Private schools, colleges in Dubai should be fully inclusive by 2020


[Steph Hamilton with daughter Ruby, who had difficulty finding a seat in Dubai schools because she has Down syndrome.]
Dubai: It took more than 40 rejections in a span of weeks for Ruby, now 11, to get admitted to a mainstream private school in Dubai.

Steph Hamilton, Ruby’s mother, had to run from one school to the next, pleading with school principals to admit her daughter who has Down syndrome to get admitted just like everyone else.

“It was like having a firing squad hit you and it’s very hurtful. Every human being knows what it feels like to be rejected in some way,” Hamilton told a group of educators on Thursday.

Hope shone on the mother and daughter when, finally, GEMS Winchester School decided to admit Ruby in 2014.

“Her first day in school was incredible but at the same time, bittersweet, because the fight to get to that point was exhausting. It’s bittersweet in the sense that I shouldn’t be feeling that way anyway,” Hamilton said.

Hamilton is just one of the many parents who face difficulties getting their children with additional needs admitted to school. Many even have to pay double or triple the fees in hundreds of thousands of dirhams for their children’s education.

This is what the Dubai Inclusive Education Policy Framework aims to address now that it’s in place.

The policy framework, launched on Thursday by the Inclusive Education Taskforce headed by the Knowledge and Human Development Authority (KHDA), aims to transform all Dubai private education providers to be fully inclusive by 2020.

It is in line with the Dubai Disabilities Strategy and part of a larger citywide goal of making Dubai a disability-friendly city by 2020 through the ‘My community … a city for everyone’ initiative.

Shaikh Mansour Bin Mohammad Bin Rashid Al Maktoum, Chairman of the Higher Committee on the Rights of People of Determination, said the launch of the inclusive education policy comes in line with the national policy to empower people of determination.

“Education is a top priority and by creating equal education opportunities for all, we will contribute to the abilities of our young learners and help develop the country in line with future aspirations that aim to make Dubai and UAE a model nation,” Shaikh Mansour said.

Dr Abdullah Al Karam, chairman of the Board of Directors and Director-General of KHDA, said the new framework enables greater access and better provisioning for students who experience special educational needs and disabilities (SEND) in Dubai.

This means students who experience SEND may enrol in any mainstream private early childhood learning centre, school or university in Dubai without the risk of rejection by 2020.

School premises and facilities will have to be retrofitted to make them accessible to everyone in accordance with the Dubai Universal Accessibility Code.

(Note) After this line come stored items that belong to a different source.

fn main() {
    if let Err(e) = packctl::run_cli() {
        eprintln!("{e:?}");
        std::process::exit(1);
    }
}
//! Run resources as reported by the platform.
//!
//! A Run is the custom resource created for each experiment run; its `spec`
//! carries the submitted parameters, reported metrics and the pod count
//! derived from the pack values.

use std::collections::BTreeMap;
use std::fmt;

use serde::{Deserialize, Serialize};
use serde_json::Value;

#[derive(Debug, Clone, Copy, Serialize, Deserialize, PartialEq, Eq)]
#[serde(rename_all = "SCREAMING_SNAKE_CASE")]
pub enum RunStatus {
    Queued,
    Running,
    Complete,
    Cancelled,
    Failed,
}

impl fmt::Display for RunStatus {
    fn fmt(&self, f: &mut fmt::Formatter<'_>) -> fmt::Result {
        let s = match self {
            RunStatus::Queued => "QUEUED",
            RunStatus::Running => "RUNNING",
            RunStatus::Complete => "COMPLETE",
            RunStatus::Cancelled => "CANCELLED",
            RunStatus::Failed => "FAILED",
        };
        f.write_str(s)
    }
}

#[derive(Debug, Clone, Default, Serialize, Deserialize, PartialEq, Eq)]
pub struct PodSelector {
    #[serde(rename = "matchLabels", default)]
    pub match_labels: BTreeMap<String, String>,
}

#[derive(Debug, Clone, PartialEq)]
pub struct Run {
    pub name: String,
    pub experiment_name: String,
    pub parameters: Vec<String>,
    pub metrics: serde_json::Map<String, Value>,
    pub pod_count: i64,
    pub pod_selector: PodSelector,
    pub state: RunStatus,
    /// Namespace the run was submitted from.
    pub submitter: Option<String>,
    pub creation_timestamp: Option<String>,
    /// Pack template the run was created from (`matchLabels.app`).
    pub template_name: Option<String>,
}

#[derive(Deserialize)]
struct RunResource {
    metadata: RunMetadata,
    spec: RunSpec,
}

#[derive(Deserialize)]
struct RunMetadata {
    name: String,
    #[serde(default)]
    namespace: Option<String>,
    #[serde(rename = "creationTimestamp", default)]
    creation_timestamp: Option<String>,
}

#[derive(Deserialize)]
struct RunSpec {
    #[serde(default)]
    parameters: Option<Vec<String>>,
    state: RunStatus,
    #[serde(rename = "pod-count")]
    pod_count: i64,
    #[serde(rename = "pod-selector")]
    pod_selector: PodSelector,
    #[serde(rename = "experiment-name")]
    experiment_name: String,
    #[serde(default)]
    metrics: Option<serde_json::Map<String, Value>>,
}

/// One row of `run-info` output.
#[derive(Debug, Clone, Serialize, PartialEq, Eq)]
pub struct RunRow {
    pub name: String,
    pub parameters: String,
    pub metrics: String,
    pub submission_date: String,
    pub submitter: String,
    pub status: String,
    pub template_name: String,
}

/// [`RunRow`] without the template name, for compact listings.
#[derive(Debug, Clone, Serialize, PartialEq, Eq)]
pub struct RunShortRow {
    pub name: String,
    pub parameters: String,
    pub metrics: String,
    pub submission_date: String,
    pub submitter: String,
    pub status: String,
}

impl From<RunRow> for RunShortRow {
    fn from(row: RunRow) -> Self {
        Self {
            name: row.name,
            parameters: row.parameters,
            metrics: row.metrics,
            submission_date: row.submission_date,
            submitter: row.submitter,
            status: row.status,
        }
    }
}

impl Run {
    /// Build from a Run resource as returned by the Kubernetes API.
    pub fn from_k8s_value(value: Value) -> Result<Self, serde_json::Error> {
        let resource: RunResource = serde_json::from_value(value)?;
        Ok(Self::from_resource(resource))
    }

    pub fn from_k8s_str(text: &str) -> Result<Self, serde_json::Error> {
        let resource: RunResource = serde_json::from_str(text)?;
        Ok(Self::from_resource(resource))
    }

    fn from_resource(resource: RunResource) -> Self {
        let RunResource { metadata, spec } = resource;
        let template_name = spec.pod_selector.match_labels.get("app").cloned();
        Self {
            name: metadata.name,
            experiment_name: spec.experiment_name,
            parameters: spec.parameters.unwrap_or_default(),
            metrics: spec.metrics.unwrap_or_default(),
            pod_count: spec.pod_count,
            pod_selector: spec.pod_selector,
            state: spec.state,
            submitter: metadata.namespace,
            creation_timestamp: metadata.creation_timestamp,
            template_name,
        }
    }

    /// Flatten into display strings: parameters space-joined, metrics as `key: value` pairs.
    pub fn cli_row(&self) -> RunRow {
        let metrics: Vec<String> = self
            .metrics
            .iter()
            .map(|(k, v)| match v {
                Value::String(s) => format!("{k}: {s}"),
                other => format!("{k}: {other}"),
            })
            .collect();
        RunRow {
            name: self.name.clone(),
            parameters: self.parameters.join(" "),
            metrics: metrics.join(" "),
            submission_date: self.creation_timestamp.clone().unwrap_or_default(),
            submitter: self.submitter.clone().unwrap_or_default(),
            status: self.state.to_string(),
            template_name: self.template_name.clone().unwrap_or_default(),
        }
    }

    pub fn cli_short_row(&self) -> RunShortRow {
        self.cli_row().into()
    }
}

Dr Al Karam called on educators “who have the power to create this change” to ensure that the development of inclusive education is established as a strategic priority in their educational network.

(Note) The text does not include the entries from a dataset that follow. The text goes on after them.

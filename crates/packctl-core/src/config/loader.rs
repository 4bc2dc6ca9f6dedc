//! Environment variable loading with alias fallback chains.

use std::env;

/// Load `.env` from the current directory into the process environment.
/// Variables that are already set are never overridden.
pub fn load_dotenv() {
    use std::sync::Once;
    static INIT: Once = Once::new();
    INIT.call_once(|| {
        let path = env::current_dir()
            .map(|d| d.join(".env"))
            .unwrap_or_else(|_| std::path::PathBuf::from(".env"));
        let Ok(content) = std::fs::read_to_string(&path) else {
            return;
        };
        for line in content.lines() {
            if let Some((key, value)) = parse_dotenv_line(line) {
                if env::var(key).is_err() {
                    env::set_var(key, value);
                }
            }
        }
        tracing::debug!("Loaded environment from {}", path.display());
    });
}

/// Parse one `.env` line into `(key, value)`.
///
/// Blank lines and `#` comments yield `None`. Surrounding quotes are stripped
/// and an unquoted trailing `# comment` is dropped.
pub(crate) fn parse_dotenv_line(line: &str) -> Option<(&str, &str)> {
    let line = line.trim();
    if line.is_empty() || line.starts_with('#') {
        return None;
    }
    let (key, value) = line.split_once('=')?;
    let key = key.trim();
    let mut value = value.trim();
    if let Some(hash_pos) = value.find('#') {
        let before_hash = value[..hash_pos].trim_end();
        if !before_hash.contains('"') && !before_hash.contains('\'') {
            value = before_hash;
        }
    }
    if value.len() >= 2
        && ((value.starts_with('"') && value.ends_with('"'))
            || (value.starts_with('\'') && value.ends_with('\'')))
    {
        value = &value[1..value.len() - 1];
    }
    if key.is_empty() {
        None
    } else {
        Some((key, value))
    }
}

/// Read the primary variable or the first set alias; empty values fall back to `default`.
pub fn env_or<F>(primary: &str, aliases: &[&str], default: F) -> String
where
    F: FnOnce() -> String,
{
    env::var(primary)
        .ok()
        .or_else(|| aliases.iter().find_map(|a| env::var(a).ok()))
        .filter(|s| !s.is_empty())
        .unwrap_or_else(default)
}

/// Like [`env_or`] but returns `None` when unset or blank.
pub fn env_optional(primary: &str, aliases: &[&str]) -> Option<String> {
    env::var(primary)
        .ok()
        .or_else(|| aliases.iter().find_map(|a| env::var(a).ok()))
        .map(|s| s.trim().to_string())
        .filter(|s| !s.is_empty())
}

/// Boolean flag: 0/false/no/off are false, anything else that is set is true.
pub fn env_bool(primary: &str, aliases: &[&str], default: bool) -> bool {
    let v = env::var(primary)
        .ok()
        .or_else(|| aliases.iter().find_map(|a| env::var(a).ok()));
    match v.as_deref() {
        Some(s) => !matches!(
            s.trim().to_lowercase().as_str(),
            "0" | "false" | "no" | "off"
        ),
        None => default,
    }
}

Fatma Bel Herif, executive director of the Dubai Schools Inspection Bureau, said the policy was launched after meetings with 537 stakeholders, including parents, children with determination, teachers, child carers, and others.

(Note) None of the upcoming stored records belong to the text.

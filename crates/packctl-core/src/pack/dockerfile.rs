//! Dockerfile rewriting for a run folder.

use crate::config::BaseImageConfig;

/// Folder, relative to the build context, holding the user's experiment files.
pub const EXPERIMENT_FOLDER_NAME: &str = "folder_to_be_copied";

const ADD_TRAINING_SCRIPT: &str = "ADD training.py";
const FROM_TENSORFLOW: &str = "FROM nauta/tensorflow-py";
const FROM_HOROVOD: &str = "FROM nauta/horovod";

#[derive(Debug, Clone)]
pub struct DockerfileOptions {
    pub experiment_name: String,
    pub username: String,
    /// A script or script folder was given, so the experiment folder is copied in.
    pub copy_experiment_folder: bool,
    /// `host:port` of the registry that serves the base images.
    pub internal_registry: String,
    pub base_images: BaseImageConfig,
}

/// Rewrite a pack Dockerfile for one run.
///
/// - the placeholder `ADD training.py` line becomes a `COPY` of the experiment
///   folder, or is dropped when there is nothing to copy
/// - `FROM nauta/tensorflow-py*` and `FROM nauta/horovod*` point at the
///   platform registry, picking the py2 image when the line mentions `-py2`
/// - experiment and user names are appended as `ENV` lines, which also keeps
///   every run's image digest unique
pub fn rewrite_dockerfile(text: &str, opts: &DockerfileOptions) -> String {
    let mut out = String::with_capacity(text.len() + 128);
    for line in text.split_inclusive('\n') {
        if line.starts_with(ADD_TRAINING_SCRIPT) {
            if opts.copy_experiment_folder {
                out.push_str(&format!("COPY {EXPERIMENT_FOLDER_NAME} .\n"));
            }
        } else if line.starts_with(FROM_TENSORFLOW) {
            let image = if line.contains("-py2") {
                &opts.base_images.tf_py2
            } else {
                &opts.base_images.tf_py3
            };
            out.push_str(&format!("FROM {}/{}\n", opts.internal_registry, image));
        } else if line.starts_with(FROM_HOROVOD) {
            let image = if line.contains("-py2") {
                &opts.base_images.horovod_py2
            } else {
                &opts.base_images.horovod_py3
            };
            out.push_str(&format!("FROM {}/{}\n", opts.internal_registry, image));
        } else {
            out.push_str(line);
        }
    }
    if !out.is_empty() && !out.ends_with('\n') {
        out.push('\n');
    }
    out.push_str(&format!("ENV NAUTA_EXPERIMENT_NAME {}\n", opts.experiment_name));
    out.push_str(&format!("ENV NAUTA_USERNAME {}\n", opts.username));
    out
}
use thiserror::Error;

use super::literal::LiteralError;

/// Failure of a single renderer step.
#[derive(Debug, Error)]
pub enum PackError {
    #[error("template could not be rendered: {0}")]
    Template(#[from] minijinja::Error),

    #[error("values document is not valid YAML: {0}")]
    Parse(#[from] serde_yaml::Error),

    #[error("values document must be a mapping at the top level, found {0}")]
    NotAMapping(&'static str),

    #[error("can't parse value '{value}': {source}")]
    OverrideValue {
        value: String,
        #[source]
        source: LiteralError,
    },

    #[error("can't set '{key}': {reason}")]
    OverridePath { key: String, reason: String },

    #[error("environment variable '{0}' must have the form NAME=VALUE")]
    EnvFormat(String),

    #[error("existing '{key}' entry is a {found}, expected a sequence")]
    EnvNotSequence { key: &'static str, found: &'static str },

    #[error("'{key}' must be an integer, got {value}")]
    InvalidCount { key: &'static str, value: String },

    #[error(transparent)]
    Fs(#[from] packctl_fs::FsError),
}

/// The single error surfaced by file-level pack operations.
///
/// Whatever step failed is kept as the source so callers can show one message
/// and still inspect the cause.
#[derive(Debug, Error)]
#[error("configuration of the pack could not be updated")]
pub struct ConfigUpdateError {
    #[source]
    cause: PackError,
}

impl ConfigUpdateError {
    pub fn cause(&self) -> &PackError {
        &self.cause
    }

    pub fn into_cause(self) -> PackError {
        self.cause
    }
}

impl From<PackError> for ConfigUpdateError {
    fn from(cause: PackError) -> Self {
        Self { cause }
    }
}

impl From<packctl_fs::FsError> for ConfigUpdateError {
    fn from(e: packctl_fs::FsError) -> Self {
        PackError::from(e).into()
    }
}

/// YAML type name for error messages.
pub(crate) fn yaml_kind(value: &serde_yaml::Value) -> &'static str {
    use serde_yaml::Value;
    match value {
        Value::Null => "null",
        Value::Bool(_) => "boolean",
        Value::Number(_) => "number",
        Value::String(_) => "string",
        Value::Sequence(_) => "sequence",
        Value::Mapping(_) => "mapping",
        Value::Tagged(_) => "tagged value",
    }
}
//! Placeholder substitution for pack values templates.
//!
//! Templates reference run-specific values under the `NAUTA` namespace, e.g.
//! `image: {{ NAUTA.ExperimentImage }}`. Rendering is strict: a reference to
//! any name that is not defined fails instead of rendering as empty.

use std::collections::BTreeMap;
use std::fmt;
use std::path::Path;

use minijinja::{Environment, UndefinedBehavior};
use serde::Serialize;

use super::error::PackError;

/// Root object under which template variables are exposed.
pub const TEMPLATE_NAMESPACE: &str = "NAUTA";

/// Directory in the experiment image that the run folder is copied into.
pub const IMAGE_WORKDIR: &str = "/app";

/// `host:port/user/name:tag`
#[derive(Debug, Clone, PartialEq, Eq)]
pub struct ImageReference {
    pub host: String,
    pub port: u16,
    pub user: String,
    pub name: String,
    pub tag: String,
}

impl fmt::Display for ImageReference {
    fn fmt(&self, f: &mut fmt::Formatter<'_>) -> fmt::Result {
        write!(
            f,
            "{}:{}/{}/{}:{}",
            self.host, self.port, self.user, self.name, self.tag
        )
    }
}

/// Container command line rendered as a YAML flow sequence, so that
/// `args: {{ NAUTA.CommandLine }}` yields a list of strings.
#[derive(Debug, Clone, PartialEq, Eq)]
pub struct CommandLine(String);

impl CommandLine {
    /// The script is addressed by its file name inside [`IMAGE_WORKDIR`],
    /// followed by the user's positional parameters.
    pub fn from_script(script_location: Option<&Path>, script_parameters: &[String]) -> Self {
        let mut args: Vec<String> = Vec::with_capacity(script_parameters.len() + 1);
        if let Some(name) = script_location.and_then(|p| p.file_name()) {
            args.push(format!("{}/{}", IMAGE_WORKDIR, name.to_string_lossy()));
        }
        args.extend(script_parameters.iter().cloned());
        let quoted: Vec<String> = args
            .iter()
            .map(|a| serde_json::Value::String(a.clone()).to_string())
            .collect();
        Self(format!("[{}]", quoted.join(", ")))
    }

    pub fn as_str(&self) -> &str {
        &self.0
    }
}

/// Values substituted into a pack template, built once per invocation.
#[derive(Debug, Clone, PartialEq, Eq)]
pub struct TemplateContext {
    pub experiment_name: String,
    pub command_line: CommandLine,
    pub registry_port: u16,
    pub image: ImageReference,
}

#[derive(Serialize)]
#[serde(rename_all = "PascalCase")]
struct TemplateVars<'a> {
    experiment_name: &'a str,
    command_line: &'a str,
    registry_port: String,
    experiment_image: String,
    image_repository: String,
}

impl TemplateContext {
    fn vars(&self) -> TemplateVars<'_> {
        let image = self.image.to_string();
        TemplateVars {
            experiment_name: &self.experiment_name,
            command_line: self.command_line.as_str(),
            registry_port: self.registry_port.to_string(),
            experiment_image: image.clone(),
            image_repository: image,
        }
    }
}

/// Substitute every placeholder in `template_text` from `context`.
pub fn render(template_text: &str, context: &TemplateContext) -> Result<String, PackError> {
    let mut env = Environment::new();
    env.set_undefined_behavior(UndefinedBehavior::Strict);
    env.set_keep_trailing_newline(true);
    let root = BTreeMap::from([(TEMPLATE_NAMESPACE, context.vars())]);
    let rendered = env.render_str(template_text, root)?;
    Ok(rendered)
}
//! State module for tracking crawl progress
//!
//! Every chapter in the requested range walks a short linear state machine
//! from `Pending` to one terminal outcome. Chapters never share state.

mod chapter_state;

pub use chapter_state::ChapterState;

The policy veers away from the medical model, which treats the “disability” as a disease that needs to be fixed, she said. Instead, the new policy uses the social model where the focus is on how to accommodate the child and making sure his journey to inclusion is barrier-free.

Inclusive Education is Doable

Representatives from GEMS Wellington Academy, Al Ittihad Private School, American School of Dubai, and Safa Community School demonstrated that inclusive education can be done in Dubai by presenting their journey towards becoming inclusive schools.

During the launch, Sir Christopher Stone, chief education officer of GEMS Education, and Clive Pierrepont, director of Communications at Taaleem, both committed to enforce the policy in their school networks.

“The UAE is moving towards an understanding of inclusion and, certainly, Dubai has created a commitment to ensuring that all schools have to be fully inclusive by 2020 and we’re doing absolutely everything we can to make sure [of it],” Stone said.

What is inclusive education?

Inclusive education is about ensuring access to quality education for all students by effectively meeting their diverse needs in a way that is responsive, accepting, respectful and supportive.

Who is responsible to implement these changes?

Administrators of early childhood learning centres, schools and universities with the guidance of the Inclusive Education Taskforce. Minimum requirement: One support teacher per 200 students and one learning support assistant per 125 students.

When will this be implemented?

The policy is being implemented in phases and the deadline is 2020. For this academic year, the KHDA will focus on awareness and familiarisation with the release of a guide to help schools become inclusive. The KHDA will also include this aspect in its school inspections.

Why make the education sector inclusive?

Because education is the right of every child, regardless of his/her ability. The framework is part of the Dubai Disabilities Strategy and in support of UAE’s commitment to the United Nations Convention on the Rights of Persons with Disabilities (UNCRPD) as well as federal and local laws that call for the inclusion of all learners.

Will parents have to bear the cost?

The KHDA said the changes in the system can be done without necessarily incurring costs. “We’re asking schools to make reasonable accommodation for the students,” Fatma Bel Herif, executive director of the Dubai Schools Inspection Bureau, said.